Go through the lines below and tally each one holding "struct". Write only the total.

─── Source material ───

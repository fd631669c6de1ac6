// src/services/tenancy_service.rs

use chrono::NaiveDate;
use rust_decimal::Decimal;
use sqlx::PgPool;
use uuid::Uuid;

use crate::{
    common::error::AppError,
    db::{tenant_repo::NewTenant, PropertyRepository, TenantRepository},
    models::{
        property::RoomStatus,
        tenancy::Tenant,
    },
};

pub struct CheckInData {
    pub room_id: Uuid,
    pub full_name: String,
    pub phone: String,
    pub email: Option<String>,
    pub line_user_id: Option<String>,
    pub deposit: Decimal,
    pub lease_start: NaiveDate,
    pub lease_end: NaiveDate,
}

#[derive(Clone)]
pub struct TenancyService {
    tenant_repo: TenantRepository,
    property_repo: PropertyRepository,
    pool: PgPool,
}

impl TenancyService {
    pub fn new(
        tenant_repo: TenantRepository,
        property_repo: PropertyRepository,
        pool: PgPool,
    ) -> Self {
        Self {
            tenant_repo,
            property_repo,
            pool,
        }
    }

    // Check-in: cria o inquilino e ocupa o quarto na mesma transação.
    // O quarto nunca fica "ocupado sem inquilino" nem o contrário.
    pub async fn check_in(
        &self,
        landlord_id: Uuid,
        data: CheckInData,
    ) -> Result<Tenant, AppError> {
        if data.lease_end <= data.lease_start {
            let mut errors = validator::ValidationErrors::new();
            let mut err = validator::ValidationError::new("lease");
            err.message = Some("O fim do contrato deve ser depois do início.".into());
            errors.add("leaseEnd", err);
            return Err(AppError::ValidationError(errors));
        }

        let room = self
            .property_repo
            .find_room(landlord_id, data.room_id)
            .await?
            .ok_or(AppError::RoomNotFound)?;
        if room.status == RoomStatus::Occupied {
            return Err(AppError::RoomAlreadyOccupied);
        }

        let mut tx = self.pool.begin().await?;

        let tenant = self
            .tenant_repo
            .create_tenant(
                &mut *tx,
                landlord_id,
                NewTenant {
                    room_id: data.room_id,
                    full_name: &data.full_name,
                    phone: &data.phone,
                    email: data.email.as_deref(),
                    line_user_id: data.line_user_id.as_deref(),
                    deposit: data.deposit,
                    lease_start: data.lease_start,
                    lease_end: data.lease_end,
                },
            )
            .await?;

        self.property_repo
            .set_room_occupancy(
                &mut *tx,
                landlord_id,
                data.room_id,
                RoomStatus::Occupied,
                Some(tenant.id),
            )
            .await?;

        tx.commit().await?;
        Ok(tenant)
    }

    // Check-out: desativa o inquilino e libera o quarto atomicamente.
    pub async fn check_out(&self, landlord_id: Uuid, tenant_id: Uuid) -> Result<Tenant, AppError> {
        let tenant = self
            .tenant_repo
            .find_tenant(landlord_id, tenant_id)
            .await?
            .ok_or(AppError::TenantNotFound)?;
        if !tenant.is_active {
            return Err(AppError::RoomNotOccupied);
        }

        let mut tx = self.pool.begin().await?;

        let tenant = self
            .tenant_repo
            .deactivate(&mut *tx, landlord_id, tenant_id)
            .await?;

        self.property_repo
            .set_room_occupancy(
                &mut *tx,
                landlord_id,
                tenant.room_id,
                RoomStatus::Available,
                None,
            )
            .await?;

        tx.commit().await?;
        Ok(tenant)
    }

    pub async fn list_tenants(
        &self,
        landlord_id: Uuid,
        only_active: bool,
    ) -> Result<Vec<Tenant>, AppError> {
        self.tenant_repo.list_tenants(landlord_id, only_active).await
    }

    pub async fn list_by_room(
        &self,
        landlord_id: Uuid,
        room_id: Uuid,
    ) -> Result<Vec<Tenant>, AppError> {
        self.tenant_repo.list_by_room(landlord_id, room_id).await
    }

    pub async fn get_tenant(&self, landlord_id: Uuid, id: Uuid) -> Result<Tenant, AppError> {
        self.tenant_repo
            .find_tenant(landlord_id, id)
            .await?
            .ok_or(AppError::TenantNotFound)
    }

    pub async fn update_contact(
        &self,
        landlord_id: Uuid,
        id: Uuid,
        phone: &str,
        email: Option<&str>,
        line_user_id: Option<&str>,
    ) -> Result<Tenant, AppError> {
        self.tenant_repo
            .update_contact(landlord_id, id, phone, email, line_user_id)
            .await
    }
}

#[cfg(test)]
mod tests {
    use super::*;
    use crate::{db::PropertyRepository, testutil};
    use sqlx::PgPool;

    #[sqlx::test]
    async fn check_in_ocupa_o_quarto_e_check_out_libera(pool: PgPool) {
        let locador = testutil::seed_landlord(&pool).await;
        let predio = testutil::seed_building(&pool, locador, "GA").await;
        let andar = testutil::seed_floor(&pool, locador, predio, 1).await;
        let quarto = testutil::seed_room(&pool, locador, predio, andar, "GA101").await;

        let service = testutil::tenancy_service(&pool);
        let property_repo = PropertyRepository::new(pool.clone());

        let inquilino = testutil::seed_checked_in_tenant(&pool, locador, quarto, None).await;
        assert!(inquilino.is_active);

        let sala = property_repo.find_room(locador, quarto).await.unwrap().unwrap();
        assert_eq!(sala.status, RoomStatus::Occupied);
        assert_eq!(sala.tenant_id, Some(inquilino.id));

        let inquilino = service.check_out(locador, inquilino.id).await.unwrap();
        assert!(!inquilino.is_active);

        let sala = property_repo.find_room(locador, quarto).await.unwrap().unwrap();
        assert_eq!(sala.status, RoomStatus::Available);
        assert_eq!(sala.tenant_id, None);
    }

    #[sqlx::test]
    async fn quarto_ocupado_rejeita_segundo_check_in(pool: PgPool) {
        let locador = testutil::seed_landlord(&pool).await;
        let predio = testutil::seed_building(&pool, locador, "GA").await;
        let andar = testutil::seed_floor(&pool, locador, predio, 1).await;
        let quarto = testutil::seed_room(&pool, locador, predio, andar, "GA101").await;

        testutil::seed_checked_in_tenant(&pool, locador, quarto, None).await;

        let err = testutil::tenancy_service(&pool)
            .check_in(
                locador,
                CheckInData {
                    room_id: quarto,
                    full_name: "João Souza".into(),
                    phone: "11988880000".into(),
                    email: None,
                    line_user_id: None,
                    deposit: Decimal::from(1000),
                    lease_start: NaiveDate::from_ymd_opt(2024, 2, 1).unwrap(),
                    lease_end: NaiveDate::from_ymd_opt(2024, 11, 30).unwrap(),
                },
            )
            .await;
        assert!(matches!(err, Err(AppError::RoomAlreadyOccupied)));
    }

    #[sqlx::test]
    async fn line_user_id_duplicado_vira_conflito(pool: PgPool) {
        let locador = testutil::seed_landlord(&pool).await;
        let predio = testutil::seed_building(&pool, locador, "GA").await;
        let andar = testutil::seed_floor(&pool, locador, predio, 1).await;
        let quarto_1 = testutil::seed_room(&pool, locador, predio, andar, "GA101").await;
        let quarto_2 = testutil::seed_room(&pool, locador, predio, andar, "GA102").await;
        let quarto_3 = testutil::seed_room(&pool, locador, predio, andar, "GA103").await;

        let line_id = "U4af4980629e2c0c1b2345678901234567";
        testutil::seed_checked_in_tenant(&pool, locador, quarto_1, Some(line_id)).await;
        let vizinho = testutil::seed_checked_in_tenant(&pool, locador, quarto_2, None).await;

        // Check-in num quarto livre com um line_user_id já usado.
        let err = testutil::tenancy_service(&pool)
            .check_in(
                locador,
                CheckInData {
                    room_id: quarto_3,
                    full_name: "João Souza".into(),
                    phone: "11988880000".into(),
                    email: None,
                    line_user_id: Some(line_id.into()),
                    deposit: Decimal::ZERO,
                    lease_start: NaiveDate::from_ymd_opt(2024, 2, 1).unwrap(),
                    lease_end: NaiveDate::from_ymd_opt(2024, 11, 30).unwrap(),
                },
            )
            .await;
        assert!(matches!(err, Err(AppError::LineUserIdAlreadyExists)));

        // O mesmo conflito via atualização de contato.
        let err = testutil::tenancy_service(&pool)
            .update_contact(locador, vizinho.id, "11988880000", None, Some(line_id))
            .await;
        assert!(matches!(err, Err(AppError::LineUserIdAlreadyExists)));
    }
}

───

Completed exercise: 2